Look at the footnote about the Hebrew for the comparable verse in Genesis (verse 16). Using that information, we could rewrite the first part of this verse: “I will greatly increase thy discomfort and thy size in thy conception; in discomfort thou shalt bring forth children.”

In the Hebrew of Genesis 16, the usual word used for the pain of childbirth is not used here. Instead, the verse uses a word that refers to pain less specifically and that has the connotation of work, very much like the English word labor. This emphasizes the other meanings of the word rather than the idea of pain. How is the understanding created by this difference of meaning different from our usual understanding of the passage?

Does this verse necessarily describe a punishment? Notice that the Lord describes what he says to the serpent as a curse, but he doesn’t use that word here and he doesn’t use it when he speaks to Adam, except to say that the earth is cursed for his sake. If what the Lord says to Adam and the Woman isn’t a curse, what is it? Is it a blessing? If so, how so? What does it mean to say “thy desire shall be to thy husband”? What does it mean to say, “he shall rule over thee”? (Is the earlier discussion of the word “dominion”—see the notes for Moses 3 1:28—relevant here?) Some see a parallel: You influenced your husband, getting him to do what you wanted. Now you will have to do what he wants. What do you think? Is that what is going on? What do you make of the parallel between the language used here and that used in Genesis 4:7?
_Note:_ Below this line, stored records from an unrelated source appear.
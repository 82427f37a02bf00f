//! Background worker persisting audit events.

use std::sync::Arc;

use tokio::sync::mpsc;
use tokio_retry::Retry;
use tokio_retry::strategy::{ExponentialBackoff, jitter};

use crate::domain::log_event::AuditEvent;
use crate::domain::repositories::LogRepository;

/// Drains the audit channel and appends events to the log.
///
/// Transient database failures are retried with jittered exponential
/// backoff; an event that still fails after the final attempt is dropped
/// with an error log rather than blocking the queue.
///
/// The worker exits when all senders are dropped.
pub async fn run_log_worker<R: LogRepository>(
    mut rx: mpsc::Receiver<AuditEvent>,
    repository: Arc<R>,
) {
    while let Some(audit) = rx.recv().await {
        let strategy = ExponentialBackoff::from_millis(50).map(jitter).take(3);

        let result = Retry::spawn(strategy, || async {
            repository.append(&audit.actor, &audit.event).await
        })
        .await;

        if let Err(e) = result {
            tracing::error!(error = %e, event = ?audit.event, "Dropping audit event after retries");
        }
    }

    tracing::info!("Audit log worker stopped");
}

#[cfg(test)]
mod tests {
    use super::*;
    use crate::domain::log_event::{Actor, LogEvent};
    use crate::domain::repositories::MockLogRepository;
    use crate::error::AppError;
    use serde_json::json;

    #[tokio::test]
    async fn test_worker_appends_received_events() {
        let mut mock_repo = MockLogRepository::new();

        mock_repo
            .expect_append()
            .withf(|actor, event| {
                *actor == Actor::Cli && matches!(event, LogEvent::UserCreated { username } if username == "alice")
            })
            .times(1)
            .returning(|_, _| Ok(()));

        let (tx, rx) = mpsc::channel(8);
        let worker = tokio::spawn(run_log_worker(rx, Arc::new(mock_repo)));

        tx.send(AuditEvent::new(
            Actor::Cli,
            LogEvent::UserCreated {
                username: "alice".to_string(),
            },
        ))
        .await
        .unwrap();

        drop(tx);
        worker.await.unwrap();
    }

    #[tokio::test]
    async fn test_worker_retries_transient_failures() {
        let mut mock_repo = MockLogRepository::new();

        let mut calls = 0;
        mock_repo.expect_append().times(2).returning(move |_, _| {
            calls += 1;
            if calls == 1 {
                Err(AppError::internal("Database error", json!({})))
            } else {
                Ok(())
            }
        });

        let (tx, rx) = mpsc::channel(8);
        let worker = tokio::spawn(run_log_worker(rx, Arc::new(mock_repo)));

        tx.send(AuditEvent::new(
            Actor::Api,
            LogEvent::RedirectMatched {
                short_link: "docs".to_string(),
                url: "https://example.com".to_string(),
            },
        ))
        .await
        .unwrap();

        drop(tx);
        worker.await.unwrap();
    }

    #[tokio::test]
    async fn test_worker_drops_event_after_exhausted_retries() {
        let mut mock_repo = MockLogRepository::new();

        // Initial attempt plus three retries.
        mock_repo
            .expect_append()
            .times(4)
            .returning(|_, _| Err(AppError::internal("Database error", json!({}))));

        let (tx, rx) = mpsc::channel(8);
        let worker = tokio::spawn(run_log_worker(rx, Arc::new(mock_repo)));

        tx.send(AuditEvent::new(
            Actor::Cli,
            LogEvent::RedirectRemoved {
                short_link: "gone".to_string(),
            },
        ))
        .await
        .unwrap();

        drop(tx);
        worker.await.unwrap();
    }
}
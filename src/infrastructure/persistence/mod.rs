//! SQLite repository implementations.
//!
//! Concrete implementations of domain repository traits using SQLx with
//! runtime-bound parameters.
//!
//! # Repositories
//!
//! - [`SqliteUserRepository`] - Account storage and retrieval
//! - [`SqliteRedirectRepository`] - Redirect storage and retrieval
//! - [`SqliteLogRepository`] - Append-only audit log

pub mod sqlite_log_repository;
pub mod sqlite_redirect_repository;
pub mod sqlite_user_repository;

pub use sqlite_log_repository::SqliteLogRepository;
pub use sqlite_redirect_repository::SqliteRedirectRepository;
pub use sqlite_user_repository::SqliteUserRepository;
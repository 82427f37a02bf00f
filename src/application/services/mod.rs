//! Business logic services for the application layer.

pub mod auth_service;
pub mod jwt_service;
pub mod redirect_service;
pub mod user_service;

pub use auth_service::AuthService;
pub use jwt_service::{AccessClaims, IssuedToken, JwtService};
pub use redirect_service::RedirectService;
pub use user_service::UserService;
//! SQLite implementation of the redirect repository.

use async_trait::async_trait;
use chrono::{DateTime, Utc};
use serde_json::json;
use sqlx::SqlitePool;
use std::sync::Arc;

use crate::domain::entities::{NewRedirect, Redirect, RedirectPatch};
use crate::domain::repositories::RedirectRepository;
use crate::error::AppError;

/// SQLite repository for redirect storage and retrieval.
pub struct SqliteRedirectRepository {
    pool: Arc<SqlitePool>,
}

impl SqliteRedirectRepository {
    /// Creates a new repository with a database connection pool.
    pub fn new(pool: Arc<SqlitePool>) -> Self {
        Self { pool }
    }
}

#[derive(sqlx::FromRow)]
struct RedirectRow {
    id: i64,
    short_link: String,
    url: String,
    response_status: u16,
    body: String,
    created_at: DateTime<Utc>,
}

impl From<RedirectRow> for Redirect {
    fn from(row: RedirectRow) -> Self {
        Redirect::new(
            row.id,
            row.short_link,
            row.url,
            row.response_status,
            row.body,
            row.created_at,
        )
    }
}

const REDIRECT_COLUMNS: &str = "id, short_link, url, response_status, body, created_at";

#[async_trait]
impl RedirectRepository for SqliteRedirectRepository {
    async fn create(&self, new_redirect: NewRedirect) -> Result<Redirect, AppError> {
        let row = sqlx::query_as::<_, RedirectRow>(&format!(
            r#"
            INSERT INTO redirects (short_link, url, response_status, body, created_at)
            VALUES (?, ?, ?, ?, ?)
            RETURNING {REDIRECT_COLUMNS}
            "#,
        ))
        .bind(&new_redirect.short_link)
        .bind(&new_redirect.url)
        .bind(new_redirect.response_status)
        .bind(&new_redirect.body)
        .bind(Utc::now())
        .fetch_one(self.pool.as_ref())
        .await
        .map_err(|e| match e.as_database_error() {
            Some(db) if db.is_unique_violation() => AppError::conflict(
                "Short link already exists",
                json!({ "short_link": new_redirect.short_link }),
            ),
            _ => e.into(),
        })?;

        Ok(row.into())
    }

    async fn find_by_short_link(&self, short_link: &str) -> Result<Option<Redirect>, AppError> {
        let row = sqlx::query_as::<_, RedirectRow>(&format!(
            "SELECT {REDIRECT_COLUMNS} FROM redirects WHERE short_link = ?"
        ))
        .bind(short_link)
        .fetch_optional(self.pool.as_ref())
        .await?;

        Ok(row.map(Into::into))
    }

    async fn list(&self, page: i64, page_size: i64) -> Result<Vec<Redirect>, AppError> {
        let offset = (page - 1) * page_size;

        let rows = sqlx::query_as::<_, RedirectRow>(&format!(
            r#"
            SELECT {REDIRECT_COLUMNS} FROM redirects
            ORDER BY created_at DESC, id DESC
            LIMIT ? OFFSET ?
            "#,
        ))
        .bind(page_size)
        .bind(offset)
        .fetch_all(self.pool.as_ref())
        .await?;

        Ok(rows.into_iter().map(Into::into).collect())
    }

    async fn count(&self) -> Result<i64, AppError> {
        let count: (i64,) = sqlx::query_as("SELECT COUNT(*) FROM redirects")
            .fetch_one(self.pool.as_ref())
            .await?;

        Ok(count.0)
    }

    async fn update(&self, short_link: &str, patch: RedirectPatch) -> Result<Redirect, AppError> {
        let row = sqlx::query_as::<_, RedirectRow>(&format!(
            r#"
            UPDATE redirects SET
                url = COALESCE(?, url),
                response_status = COALESCE(?, response_status),
                body = COALESCE(?, body)
            WHERE short_link = ?
            RETURNING {REDIRECT_COLUMNS}
            "#,
        ))
        .bind(&patch.url)
        .bind(patch.response_status)
        .bind(&patch.body)
        .bind(short_link)
        .fetch_optional(self.pool.as_ref())
        .await?;

        row.map(Into::into).ok_or_else(|| {
            AppError::not_found("Redirect not found", json!({ "short_link": short_link }))
        })
    }

    async fn delete(&self, short_link: &str) -> Result<bool, AppError> {
        let result = sqlx::query("DELETE FROM redirects WHERE short_link = ?")
            .bind(short_link)
            .execute(self.pool.as_ref())
            .await?;

        Ok(result.rows_affected() > 0)
    }
}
Verse 23: Notice that the Lord God said to the serpent, “because thou hast done this” and he says to Adam, “because thou hast hearkened to thy wife.” “Hearken to the voice of” is an idiom in Hebrew meaning “obey.” (See, for example, Genesis 16:2 and Exodus 18:24. )If we make that change in the text—”Because thou hast obeyed thy wife”—does that change our understanding of this story? In contrast with what the Lord God said to Adam, he didn’t give a “because” when he spoke to the Woman. Why didn’t he say something like, “because thou hast hearkened to the serpent”? Why is the ground cursed? What does it mean to say that it is cursed for Adam’s sake? What does that say to us about what is going on here? Similar to the serpent, Adam has disobeyed by eating and the consequence comes in terms of what he eats. If we can understand the word “sorrow” in verse 16 to mean “discomfort,” are we justified in understanding it that way here?

Another translation for the Hebrew word pain in Genesis 3:17 and, presumably, sorrow in Moses 4:23 is labor, in other words, work. What light does that shed on this verse? What light does it shed on verse 16, where the same word is used?

When the Lord God tells Adam that he will have to do field work all of the days of his life, he gives Adam the first hint that Satan was wrong: eating the fruit does bring death.

Verse 24: Why are thorns and thistles necessary? Notice the parallelism between the end of verse 23 and this verse (the A’s indicate similar ideas; the B’s indicate a different set of similar ideas):

A cursed is the ground for thy sake;

B in labor shalt thou eat of it all the days of thy life;

A thorns and thistles shall it bring forth to thee;

B and thou shalt eat the herb of the field

The parallel emphasizes two things: (1) that the ground is cursed and (2) that we eat what the ground produces through our work. (There is a very old tradition that all human beings were vegetarians prior to the Flood.) What does that parallel say to us? How might this be a type of other things? The transgression had to do with eating and the result of that transgression for Adam is discussed primarily in terms of eating. Why might that be? How is eating an important symbol in the Gospel? Who fed Adam and Eve before the fall? Who fed them after? Is there any connection between eating the fruit of the tree of knowledge, eating the herbs of the field as a result, and partaking of the Sacrament? Is there an implied contrast between eating the fruit of the Garden and eating the grain of the field? If so, what is the point of the contrast?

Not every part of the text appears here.